# INSTRUCTIONS TO FOLLOW
A set of records appears below. Print them all, word for word.

# EXTRACTED RECORDS
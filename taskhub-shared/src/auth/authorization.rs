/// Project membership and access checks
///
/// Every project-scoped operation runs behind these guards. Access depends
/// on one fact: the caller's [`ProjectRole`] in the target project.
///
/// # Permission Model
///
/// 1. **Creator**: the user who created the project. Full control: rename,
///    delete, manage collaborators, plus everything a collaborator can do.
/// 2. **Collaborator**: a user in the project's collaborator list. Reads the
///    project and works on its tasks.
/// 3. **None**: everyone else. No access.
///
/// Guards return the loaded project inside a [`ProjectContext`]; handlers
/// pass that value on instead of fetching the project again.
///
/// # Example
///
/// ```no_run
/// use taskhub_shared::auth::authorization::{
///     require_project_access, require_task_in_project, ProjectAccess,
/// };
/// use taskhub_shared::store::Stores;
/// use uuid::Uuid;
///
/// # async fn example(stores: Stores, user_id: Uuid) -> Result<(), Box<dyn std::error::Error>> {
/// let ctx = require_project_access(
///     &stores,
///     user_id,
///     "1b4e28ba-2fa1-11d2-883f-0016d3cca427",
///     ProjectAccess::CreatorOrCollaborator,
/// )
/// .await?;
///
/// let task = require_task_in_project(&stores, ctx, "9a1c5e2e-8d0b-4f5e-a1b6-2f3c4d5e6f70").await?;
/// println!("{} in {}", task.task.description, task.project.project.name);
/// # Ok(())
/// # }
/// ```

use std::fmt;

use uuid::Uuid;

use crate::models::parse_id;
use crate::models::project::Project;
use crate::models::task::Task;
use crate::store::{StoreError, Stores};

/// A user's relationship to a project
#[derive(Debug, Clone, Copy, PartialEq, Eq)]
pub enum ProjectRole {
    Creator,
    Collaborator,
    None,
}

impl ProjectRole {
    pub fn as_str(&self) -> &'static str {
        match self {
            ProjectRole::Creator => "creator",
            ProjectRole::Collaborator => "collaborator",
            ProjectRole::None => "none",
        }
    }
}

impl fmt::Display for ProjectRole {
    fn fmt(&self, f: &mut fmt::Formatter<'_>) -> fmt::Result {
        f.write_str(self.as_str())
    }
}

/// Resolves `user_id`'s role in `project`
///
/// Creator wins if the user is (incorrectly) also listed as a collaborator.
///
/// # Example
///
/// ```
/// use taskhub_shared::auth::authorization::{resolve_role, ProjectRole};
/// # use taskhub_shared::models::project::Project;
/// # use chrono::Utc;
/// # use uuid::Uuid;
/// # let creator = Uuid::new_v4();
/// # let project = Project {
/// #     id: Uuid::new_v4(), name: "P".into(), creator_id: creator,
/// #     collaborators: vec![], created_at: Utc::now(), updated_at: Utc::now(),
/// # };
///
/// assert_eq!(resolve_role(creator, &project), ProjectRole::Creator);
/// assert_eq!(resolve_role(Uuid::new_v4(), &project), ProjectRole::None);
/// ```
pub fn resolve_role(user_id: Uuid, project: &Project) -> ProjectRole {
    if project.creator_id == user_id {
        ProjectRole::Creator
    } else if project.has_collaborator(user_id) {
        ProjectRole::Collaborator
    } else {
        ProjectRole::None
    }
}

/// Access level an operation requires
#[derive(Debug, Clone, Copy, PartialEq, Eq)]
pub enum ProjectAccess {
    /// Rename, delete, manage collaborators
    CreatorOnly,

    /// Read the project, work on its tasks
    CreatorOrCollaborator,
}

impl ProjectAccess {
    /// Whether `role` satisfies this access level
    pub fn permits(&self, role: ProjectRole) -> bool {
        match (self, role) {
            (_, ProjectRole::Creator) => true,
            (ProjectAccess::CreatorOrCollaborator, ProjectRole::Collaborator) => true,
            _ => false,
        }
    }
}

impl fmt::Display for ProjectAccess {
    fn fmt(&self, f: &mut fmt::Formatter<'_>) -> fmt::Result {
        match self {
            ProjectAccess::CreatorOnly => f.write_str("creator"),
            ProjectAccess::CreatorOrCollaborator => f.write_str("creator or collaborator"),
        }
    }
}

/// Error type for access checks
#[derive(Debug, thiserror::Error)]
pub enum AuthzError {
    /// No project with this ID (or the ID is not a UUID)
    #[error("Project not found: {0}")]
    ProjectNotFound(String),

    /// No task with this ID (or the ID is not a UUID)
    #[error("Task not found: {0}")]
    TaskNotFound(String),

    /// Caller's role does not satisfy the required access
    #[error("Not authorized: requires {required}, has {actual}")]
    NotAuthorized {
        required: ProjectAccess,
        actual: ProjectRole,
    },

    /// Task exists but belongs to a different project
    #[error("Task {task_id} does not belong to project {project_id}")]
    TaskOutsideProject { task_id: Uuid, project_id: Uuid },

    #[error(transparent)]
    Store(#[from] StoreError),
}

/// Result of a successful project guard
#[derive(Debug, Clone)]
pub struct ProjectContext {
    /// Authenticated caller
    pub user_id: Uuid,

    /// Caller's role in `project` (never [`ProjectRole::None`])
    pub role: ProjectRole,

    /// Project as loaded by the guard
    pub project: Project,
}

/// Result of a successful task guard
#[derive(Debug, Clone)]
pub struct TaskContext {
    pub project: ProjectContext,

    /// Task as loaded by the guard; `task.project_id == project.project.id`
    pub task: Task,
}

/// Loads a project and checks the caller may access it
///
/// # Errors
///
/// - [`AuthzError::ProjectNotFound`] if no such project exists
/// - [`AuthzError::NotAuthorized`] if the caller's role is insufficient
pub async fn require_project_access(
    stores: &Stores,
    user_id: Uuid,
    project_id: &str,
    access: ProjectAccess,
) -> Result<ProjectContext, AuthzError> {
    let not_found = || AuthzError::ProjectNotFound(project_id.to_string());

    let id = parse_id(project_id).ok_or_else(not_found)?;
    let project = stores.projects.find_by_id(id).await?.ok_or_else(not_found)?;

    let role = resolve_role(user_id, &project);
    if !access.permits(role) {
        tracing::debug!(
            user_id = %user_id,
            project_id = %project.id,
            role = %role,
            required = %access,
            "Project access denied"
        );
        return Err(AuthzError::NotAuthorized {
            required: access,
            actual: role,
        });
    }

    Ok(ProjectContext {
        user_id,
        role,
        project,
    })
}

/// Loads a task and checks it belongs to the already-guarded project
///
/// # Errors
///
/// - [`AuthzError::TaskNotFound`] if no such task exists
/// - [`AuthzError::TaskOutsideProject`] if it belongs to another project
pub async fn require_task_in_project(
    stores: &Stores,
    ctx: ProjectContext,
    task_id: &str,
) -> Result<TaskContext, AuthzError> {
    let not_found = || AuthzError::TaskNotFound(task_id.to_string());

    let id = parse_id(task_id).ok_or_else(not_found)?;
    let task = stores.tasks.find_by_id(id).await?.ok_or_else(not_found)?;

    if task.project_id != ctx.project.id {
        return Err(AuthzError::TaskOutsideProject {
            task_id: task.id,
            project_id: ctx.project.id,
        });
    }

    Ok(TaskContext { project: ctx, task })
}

# SOLUTION TO THE PROBLEM
filename taskhub-shared/src/auth/authorization.rs
/// Project membership and access checks
///
/// Every project-scoped operation runs behind these guards. Access depends
/// on one fact: the caller's [`ProjectRole`] in the target project.
///
/// # Permission Model
///
/// 1. **Creator**: the user who created the project. Full control: rename,
///    delete, manage collaborators, plus everything a collaborator can do.
/// 2. **Collaborator**: a user in the project's collaborator list. Reads the
///    project and works on its tasks.
/// 3. **None**: everyone else. No access.
///
/// Guards return the loaded project inside a [`ProjectContext`]; handlers
/// pass that value on instead of fetching the project again.
///
/// # Example
///
/// ```no_run
/// use taskhub_shared::auth::authorization::{
///     require_project_access, require_task_in_project, ProjectAccess,
/// };
/// use taskhub_shared::store::Stores;
/// use uuid::Uuid;
///
/// # async fn example(stores: Stores, user_id: Uuid) -> Result<(), Box<dyn std::error::Error>> {
/// let ctx = require_project_access(
///     &stores,
///     user_id,
///     "1b4e28ba-2fa1-11d2-883f-0016d3cca427",
///     ProjectAccess::CreatorOrCollaborator,
/// )
/// .await?;
///
/// let task = require_task_in_project(&stores, ctx, "9a1c5e2e-8d0b-4f5e-a1b6-2f3c4d5e6f70").await?;
/// println!("{} in {}", task.task.description, task.project.project.name);
/// # Ok(())
/// # }
/// ```

use std::fmt;

use uuid::Uuid;

use crate::models::parse_id;
use crate::models::project::Project;
use crate::models::task::Task;
use crate::store::{StoreError, Stores};

/// A user's relationship to a project
#[derive(Debug, Clone, Copy, PartialEq, Eq)]
pub enum ProjectRole {
    Creator,
    Collaborator,
    None,
}

impl ProjectRole {
    pub fn as_str(&self) -> &'static str {
        match self {
            ProjectRole::Creator => "creator",
            ProjectRole::Collaborator => "collaborator",
            ProjectRole::None => "none",
        }
    }
}

impl fmt::Display for ProjectRole {
    fn fmt(&self, f: &mut fmt::Formatter<'_>) -> fmt::Result {
        f.write_str(self.as_str())
    }
}

/// Resolves `user_id`'s role in `project`
///
/// Creator wins if the user is (incorrectly) also listed as a collaborator.
///
/// # Example
///
/// ```
/// use taskhub_shared::auth::authorization::{resolve_role, ProjectRole};
/// # use taskhub_shared::models::project::Project;
/// # use chrono::Utc;
/// # use uuid::Uuid;
/// # let creator = Uuid::new_v4();
/// # let project = Project {
/// #     id: Uuid::new_v4(), name: "P".into(), creator_id: creator,
/// #     collaborators: vec![], created_at: Utc::now(), updated_at: Utc::now(),
/// # };
///
/// assert_eq!(resolve_role(creator, &project), ProjectRole::Creator);
/// assert_eq!(resolve_role(Uuid::new_v4(), &project), ProjectRole::None);
/// ```
pub fn resolve_role(user_id: Uuid, project: &Project) -> ProjectRole {
    if project.creator_id == user_id {
        ProjectRole::Creator
    } else if project.has_collaborator(user_id) {
        ProjectRole::Collaborator
    } else {
        ProjectRole::None
    }
}

/// Access level an operation requires
#[derive(Debug, Clone, Copy, PartialEq, Eq)]
pub enum ProjectAccess {
    /// Rename, delete, manage collaborators
    CreatorOnly,

    /// Read the project, work on its tasks
    CreatorOrCollaborator,
}

impl ProjectAccess {
    /// Whether `role` satisfies this access level
    pub fn permits(&self, role: ProjectRole) -> bool {
        match (self, role) {
            (_, ProjectRole::Creator) => true,
            (ProjectAccess::CreatorOrCollaborator, ProjectRole::Collaborator) => true,
            _ => false,
        }
    }
}

impl fmt::Display for ProjectAccess {
    fn fmt(&self, f: &mut fmt::Formatter<'_>) -> fmt::Result {
        match self {
            ProjectAccess::CreatorOnly => f.write_str("creator"),
            ProjectAccess::CreatorOrCollaborator => f.write_str("creator or collaborator"),
        }
    }
}

/// Error type for access checks
#[derive(Debug, thiserror::Error)]
pub enum AuthzError {
    /// No project with this ID (or the ID is not a UUID)
    #[error("Project not found: {0}")]
    ProjectNotFound(String),

    /// No task with this ID (or the ID is not a UUID)
    #[error("Task not found: {0}")]
    TaskNotFound(String),

    /// Caller's role does not satisfy the required access
    #[error("Not authorized: requires {required}, has {actual}")]
    NotAuthorized {
        required: ProjectAccess,
        actual: ProjectRole,
    },

    /// Task exists but belongs to a different project
    #[error("Task {task_id} does not belong to project {project_id}")]
    TaskOutsideProject { task_id: Uuid, project_id: Uuid },

    #[error(transparent)]
    Store(#[from] StoreError),
}

/// Result of a successful project guard
#[derive(Debug, Clone)]
pub struct ProjectContext {
    /// Authenticated caller
    pub user_id: Uuid,

    /// Caller's role in `project` (never [`ProjectRole::None`])
    pub role: ProjectRole,

    /// Project as loaded by the guard
    pub project: Project,
}

/// Result of a successful task guard
#[derive(Debug, Clone)]
pub struct TaskContext {
    pub project: ProjectContext,

    /// Task as loaded by the guard; `task.project_id == project.project.id`
    pub task: Task,
}

/// Loads a project and checks the caller may access it
///
/// # Errors
///
/// - [`AuthzError::ProjectNotFound`] if no such project exists
/// - [`AuthzError::NotAuthorized`] if the caller's role is insufficient
pub async fn require_project_access(
    stores: &Stores,
    user_id: Uuid,
    project_id: &str,
    access: ProjectAccess,
) -> Result<ProjectContext, AuthzError> {
    let not_found = || AuthzError::ProjectNotFound(project_id.to_string());

    let id = parse_id(project_id).ok_or_else(not_found)?;
    let project = stores.projects.find_by_id(id).await?.ok_or_else(not_found)?;

    let role = resolve_role(user_id, &project);
    if !access.permits(role) {
        tracing::debug!(
            user_id = %user_id,
            project_id = %project.id,
            role = %role,
            required = %access,
            "Project access denied"
        );
        return Err(AuthzError::NotAuthorized {
            required: access,
            actual: role,
        });
    }

    Ok(ProjectContext {
        user_id,
        role,
        project,
    })
}

/// Loads a task and checks it belongs to the already-guarded project
///
/// # Errors
///
/// - [`AuthzError::TaskNotFound`] if no such task exists
/// - [`AuthzError::TaskOutsideProject`] if it belongs to another project
pub async fn require_task_in_project(
    stores: &Stores,
    ctx: ProjectContext,
    task_id: &str,
) -> Result<TaskContext, AuthzError> {
    let not_found = || AuthzError::TaskNotFound(task_id.to_string());

    let id = parse_id(task_id).ok_or_else(not_found)?;
    let task = stores.tasks.find_by_id(id).await?.ok_or_else(not_found)?;

    if task.project_id != ctx.project.id {
        return Err(AuthzError::TaskOutsideProject {
            task_id: task.id,
            project_id: ctx.project.id,
        });
    }

    Ok(TaskContext { project: ctx, task })
}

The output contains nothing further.